### The data

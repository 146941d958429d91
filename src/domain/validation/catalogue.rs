//! Ledger-specific field validators
//!
//! Each validator here is a [`custom`] step with a fixed acceptance rule.
//! The matching `parse_*` functions are shared with typed input conversion
//! so both sides agree on what a valid value is.

use serde::{Serialize, Serializer};
use serde_json::{Map, Value};

use super::codec::{
    is_unsigned_integer_string, parse_account, parse_currency, parse_issuer, parse_uint256,
    AccountId, Currency,
};
use super::types::Step;
use super::validators::custom;
use crate::domain::rpc::{ProtocolError, ServerError, Status};

/// Ledger selector: the latest validated ledger or a sequence number
#[derive(Debug, Clone, Copy, PartialEq, Eq)]
pub enum LedgerIndex {
    Validated,
    Sequence(u64),
}

impl Serialize for LedgerIndex {
    fn serialize<S: Serializer>(&self, serializer: S) -> Result<S::Ok, S::Error> {
        match self {
            LedgerIndex::Validated => serializer.serialize_str("validated"),
            LedgerIndex::Sequence(seq) => serializer.serialize_u64(*seq),
        }
    }
}

pub fn parse_ledger_index(value: &Value) -> Option<LedgerIndex> {
    match value {
        Value::Number(n) => n.as_u64().map(LedgerIndex::Sequence),
        Value::String(s) if s == "validated" => Some(LedgerIndex::Validated),
        Value::String(s) if is_unsigned_integer_string::<u32>(s) => {
            s.parse().ok().map(LedgerIndex::Sequence)
        }
        _ => None,
    }
}

/// Pagination cursor of the form `<index>,<hint>`
#[derive(Debug, Clone, PartialEq, Eq, Serialize)]
pub struct AccountCursor {
    pub index: String,
    pub hint: u64,
}

pub fn parse_account_cursor(cursor: &str) -> Option<AccountCursor> {
    let (index, hint) = cursor.split_once(',')?;
    parse_uint256(index)?;
    if !is_unsigned_integer_string::<u64>(hint) {
        return None;
    }

    Some(AccountCursor {
        index: index.to_ascii_uppercase(),
        hint: hint.parse().ok()?,
    })
}

/// A currency together with its issuer, absent for the native asset
#[derive(Debug, Clone, PartialEq, Eq, Serialize)]
pub struct Issue {
    pub currency: Currency,
    #[serde(skip_serializing_if = "Option::is_none")]
    pub issuer: Option<AccountId>,
}

pub fn parse_issue(object: &Map<String, Value>) -> Option<Issue> {
    let currency = parse_currency(object.get("currency")?.as_str()?)?;

    let issuer = match (currency.is_native(), object.get("issuer")) {
        (true, None) => None,
        (true, Some(_)) => return None,
        (false, Some(Value::String(issuer))) => {
            Some(AccountId::from_base58(issuer).filter(|account| !account.is_zero())?)
        }
        (false, _) => return None,
    };

    Some(Issue { currency, issuer })
}

/// Streams a subscription may name
pub const VALID_STREAMS: &[&str] = &[
    "ledger",
    "transactions",
    "transactions_proposed",
    "book_changes",
    "manifests",
    "validations",
];

/// Streams only a full node can serve
pub const REPORTING_UNSUPPORTED_STREAMS: &[&str] = &["peer_status", "consensus", "server"];

fn not_string(key: &str) -> Status {
    Status::invalid_params(format!("{key}NotString"))
}

fn check_ledger_index(value: &Value, _key: &str) -> Result<(), Status> {
    parse_ledger_index(value)
        .map(|_| ())
        .ok_or_else(|| Status::invalid_params("ledgerIndexMalformed"))
}

fn check_account(value: &Value, key: &str) -> Result<(), Status> {
    let account = value.as_str().ok_or_else(|| not_string(key))?;
    parse_account(account)
        .map(|_| ())
        .ok_or_else(|| Status::with_message(ProtocolError::ActMalformed, format!("{key}Malformed")))
}

fn check_account_base58(value: &Value, key: &str) -> Result<(), Status> {
    let account = value.as_str().ok_or_else(|| not_string(key))?;
    match AccountId::from_base58(account) {
        Some(id) if !id.is_zero() => Ok(()),
        _ => Err(Status::new(ServerError::MalformedAddress)),
    }
}

fn check_account_marker(value: &Value, key: &str) -> Result<(), Status> {
    let cursor = value.as_str().ok_or_else(|| not_string(key))?;
    parse_account_cursor(cursor)
        .map(|_| ())
        .ok_or_else(|| Status::invalid_params("Malformed cursor."))
}

fn check_uint256(value: &Value, key: &str) -> Result<(), Status> {
    let hash = value.as_str().ok_or_else(|| not_string(key))?;
    parse_uint256(hash)
        .map(|_| ())
        .ok_or_else(|| Status::invalid_params(format!("{key}Malformed")))
}

fn check_currency(value: &Value, key: &str) -> Result<(), Status> {
    let code = value.as_str().ok_or_else(|| not_string(key))?;
    if code.is_empty() {
        return Err(Status::invalid_params(format!("{key}IsEmpty")));
    }
    parse_currency(code)
        .map(|_| ())
        .ok_or_else(|| Status::with_message(ServerError::MalformedCurrency, "malformedCurrency"))
}

fn check_issuer(value: &Value, key: &str) -> Result<(), Status> {
    let Some(issuer) = value.as_str() else {
        return Err(Status::invalid_params(format!(
            "Invalid field '{key}', not string."
        )));
    };

    match parse_issuer(issuer) {
        None => Err(Status::invalid_params(format!(
            "Invalid field '{key}', bad issuer."
        ))),
        Some(account) if account == AccountId::ONE => Err(Status::invalid_params(format!(
            "Invalid field '{key}', bad issuer account one."
        ))),
        Some(_) => Ok(()),
    }
}

fn check_subscribe_streams(value: &Value, key: &str) -> Result<(), Status> {
    let streams = value
        .as_array()
        .ok_or_else(|| Status::invalid_params(format!("{key}NotArray")))?;

    for stream in streams {
        let name = stream
            .as_str()
            .ok_or_else(|| Status::invalid_params("streamNotString"))?;

        if REPORTING_UNSUPPORTED_STREAMS.contains(&name) {
            return Err(Status::new(ProtocolError::ReportingUnsupported));
        }
        if !VALID_STREAMS.contains(&name) {
            return Err(Status::with_message(
                ProtocolError::StreamMalformed,
                format!("Stream malformed: '{name}'"),
            ));
        }
    }
    Ok(())
}

fn check_subscribe_accounts(value: &Value, key: &str) -> Result<(), Status> {
    let accounts = value
        .as_array()
        .ok_or_else(|| Status::invalid_params(format!("{key}NotArray")))?;

    if accounts.is_empty() {
        return Err(Status::with_message(
            ProtocolError::ActMalformed,
            format!("{key} malformed."),
        ));
    }

    let item_key = format!("{key}'sItem");
    for (i, account) in accounts.iter().enumerate() {
        check_account(account, &item_key)
            .map_err(|status| Status::with_message(status.code, format!("{} at index {i}", status.message())))?;
    }
    Ok(())
}

fn check_currency_issue(value: &Value, key: &str) -> Result<(), Status> {
    let issue = value
        .as_object()
        .ok_or_else(|| Status::invalid_params(format!("{key}NotObject")))?;

    parse_issue(issue)
        .map(|_| ())
        .ok_or_else(|| Status::new(ServerError::MalformedRequest))
}

/// Unsigned sequence, `"validated"`, or a digit string fitting 32 bits
pub fn ledger_index() -> Step {
    custom(check_ledger_index)
}

/// Base58 address, or a public key in hex or base58 form
pub fn account() -> Step {
    custom(check_account)
}

/// Strict non-zero base58 address
pub fn account_base58() -> Step {
    custom(check_account_base58)
}

pub fn account_marker() -> Step {
    custom(check_account_marker)
}

pub fn uint256_hex_string() -> Step {
    custom(check_uint256)
}

pub fn currency() -> Step {
    custom(check_currency)
}

pub fn issuer() -> Step {
    custom(check_issuer)
}

pub fn subscribe_streams() -> Step {
    custom(check_subscribe_streams)
}

pub fn subscribe_accounts() -> Step {
    custom(check_subscribe_accounts)
}

pub fn currency_issue() -> Step {
    custom(check_currency_issue)
}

### Your goal
Down to the final line, the data above must be copied exactly.

### Solution to the exercise
repository 146941d958429d91
filename src/domain/validation/catalogue.rs
//! Ledger-specific field validators
//!
//! Each validator here is a [`custom`] step with a fixed acceptance rule.
//! The matching `parse_*` functions are shared with typed input conversion
//! so both sides agree on what a valid value is.

use serde::{Serialize, Serializer};
use serde_json::{Map, Value};

use super::codec::{
    is_unsigned_integer_string, parse_account, parse_currency, parse_issuer, parse_uint256,
    AccountId, Currency,
};
use super::types::Step;
use super::validators::custom;
use crate::domain::rpc::{ProtocolError, ServerError, Status};

/// Ledger selector: the latest validated ledger or a sequence number
#[derive(Debug, Clone, Copy, PartialEq, Eq)]
pub enum LedgerIndex {
    Validated,
    Sequence(u64),
}

impl Serialize for LedgerIndex {
    fn serialize<S: Serializer>(&self, serializer: S) -> Result<S::Ok, S::Error> {
        match self {
            LedgerIndex::Validated => serializer.serialize_str("validated"),
            LedgerIndex::Sequence(seq) => serializer.serialize_u64(*seq),
        }
    }
}

pub fn parse_ledger_index(value: &Value) -> Option<LedgerIndex> {
    match value {
        Value::Number(n) => n.as_u64().map(LedgerIndex::Sequence),
        Value::String(s) if s == "validated" => Some(LedgerIndex::Validated),
        Value::String(s) if is_unsigned_integer_string::<u32>(s) => {
            s.parse().ok().map(LedgerIndex::Sequence)
        }
        _ => None,
    }
}

/// Pagination cursor of the form `<index>,<hint>`
#[derive(Debug, Clone, PartialEq, Eq, Serialize)]
pub struct AccountCursor {
    pub index: String,
    pub hint: u64,
}

pub fn parse_account_cursor(cursor: &str) -> Option<AccountCursor> {
    let (index, hint) = cursor.split_once(',')?;
    parse_uint256(index)?;
    if !is_unsigned_integer_string::<u64>(hint) {
        return None;
    }

    Some(AccountCursor {
        index: index.to_ascii_uppercase(),
        hint: hint.parse().ok()?,
    })
}

/// A currency together with its issuer, absent for the native asset
#[derive(Debug, Clone, PartialEq, Eq, Serialize)]
pub struct Issue {
    pub currency: Currency,
    #[serde(skip_serializing_if = "Option::is_none")]
    pub issuer: Option<AccountId>,
}

pub fn parse_issue(object: &Map<String, Value>) -> Option<Issue> {
    let currency = parse_currency(object.get("currency")?.as_str()?)?;

    let issuer = match (currency.is_native(), object.get("issuer")) {
        (true, None) => None,
        (true, Some(_)) => return None,
        (false, Some(Value::String(issuer))) => {
            Some(AccountId::from_base58(issuer).filter(|account| !account.is_zero())?)
        }
        (false, _) => return None,
    };

    Some(Issue { currency, issuer })
}

/// Streams a subscription may name
pub const VALID_STREAMS: &[&str] = &[
    "ledger",
    "transactions",
    "transactions_proposed",
    "book_changes",
    "manifests",
    "validations",
];

/// Streams only a full node can serve
pub const REPORTING_UNSUPPORTED_STREAMS: &[&str] = &["peer_status", "consensus", "server"];

fn not_string(key: &str) -> Status {
    Status::invalid_params(format!("{key}NotString"))
}

fn check_ledger_index(value: &Value, _key: &str) -> Result<(), Status> {
    parse_ledger_index(value)
        .map(|_| ())
        .ok_or_else(|| Status::invalid_params("ledgerIndexMalformed"))
}

fn check_account(value: &Value, key: &str) -> Result<(), Status> {
    let account = value.as_str().ok_or_else(|| not_string(key))?;
    parse_account(account)
        .map(|_| ())
        .ok_or_else(|| Status::with_message(ProtocolError::ActMalformed, format!("{key}Malformed")))
}

fn check_account_base58(value: &Value, key: &str) -> Result<(), Status> {
    let account = value.as_str().ok_or_else(|| not_string(key))?;
    match AccountId::from_base58(account) {
        Some(id) if !id.is_zero() => Ok(()),
        _ => Err(Status::new(ServerError::MalformedAddress)),
    }
}

fn check_account_marker(value: &Value, key: &str) -> Result<(), Status> {
    let cursor = value.as_str().ok_or_else(|| not_string(key))?;
    parse_account_cursor(cursor)
        .map(|_| ())
        .ok_or_else(|| Status::invalid_params("Malformed cursor."))
}

fn check_uint256(value: &Value, key: &str) -> Result<(), Status> {
    let hash = value.as_str().ok_or_else(|| not_string(key))?;
    parse_uint256(hash)
        .map(|_| ())
        .ok_or_else(|| Status::invalid_params(format!("{key}Malformed")))
}

fn check_currency(value: &Value, key: &str) -> Result<(), Status> {
    let code = value.as_str().ok_or_else(|| not_string(key))?;
    if code.is_empty() {
        return Err(Status::invalid_params(format!("{key}IsEmpty")));
    }
    parse_currency(code)
        .map(|_| ())
        .ok_or_else(|| Status::with_message(ServerError::MalformedCurrency, "malformedCurrency"))
}

fn check_issuer(value: &Value, key: &str) -> Result<(), Status> {
    let Some(issuer) = value.as_str() else {
        return Err(Status::invalid_params(format!(
            "Invalid field '{key}', not string."
        )));
    };

    match parse_issuer(issuer) {
        None => Err(Status::invalid_params(format!(
            "Invalid field '{key}', bad issuer."
        ))),
        Some(account) if account == AccountId::ONE => Err(Status::invalid_params(format!(
            "Invalid field '{key}', bad issuer account one."
        ))),
        Some(_) => Ok(()),
    }
}

fn check_subscribe_streams(value: &Value, key: &str) -> Result<(), Status> {
    let streams = value
        .as_array()
        .ok_or_else(|| Status::invalid_params(format!("{key}NotArray")))?;

    for stream in streams {
        let name = stream
            .as_str()
            .ok_or_else(|| Status::invalid_params("streamNotString"))?;

        if REPORTING_UNSUPPORTED_STREAMS.contains(&name) {
            return Err(Status::new(ProtocolError::ReportingUnsupported));
        }
        if !VALID_STREAMS.contains(&name) {
            return Err(Status::with_message(
                ProtocolError::StreamMalformed,
                format!("Stream malformed: '{name}'"),
            ));
        }
    }
    Ok(())
}

fn check_subscribe_accounts(value: &Value, key: &str) -> Result<(), Status> {
    let accounts = value
        .as_array()
        .ok_or_else(|| Status::invalid_params(format!("{key}NotArray")))?;

    if accounts.is_empty() {
        return Err(Status::with_message(
            ProtocolError::ActMalformed,
            format!("{key} malformed."),
        ));
    }

    let item_key = format!("{key}'sItem");
    for (i, account) in accounts.iter().enumerate() {
        check_account(account, &item_key)
            .map_err(|status| Status::with_message(status.code, format!("{} at index {i}", status.message())))?;
    }
    Ok(())
}

fn check_currency_issue(value: &Value, key: &str) -> Result<(), Status> {
    let issue = value
        .as_object()
        .ok_or_else(|| Status::invalid_params(format!("{key}NotObject")))?;

    parse_issue(issue)
        .map(|_| ())
        .ok_or_else(|| Status::new(ServerError::MalformedRequest))
}

/// Unsigned sequence, `"validated"`, or a digit string fitting 32 bits
pub fn ledger_index() -> Step {
    custom(check_ledger_index)
}

/// Base58 address, or a public key in hex or base58 form
pub fn account() -> Step {
    custom(check_account)
}

/// Strict non-zero base58 address
pub fn account_base58() -> Step {
    custom(check_account_base58)
}

pub fn account_marker() -> Step {
    custom(check_account_marker)
}

pub fn uint256_hex_string() -> Step {
    custom(check_uint256)
}

pub fn currency() -> Step {
    custom(check_currency)
}

pub fn issuer() -> Step {
    custom(check_issuer)
}

pub fn subscribe_streams() -> Step {
    custom(check_subscribe_streams)
}

pub fn subscribe_accounts() -> Step {
    custom(check_subscribe_accounts)
}

pub fn currency_issue() -> Step {
    custom(check_currency_issue)
}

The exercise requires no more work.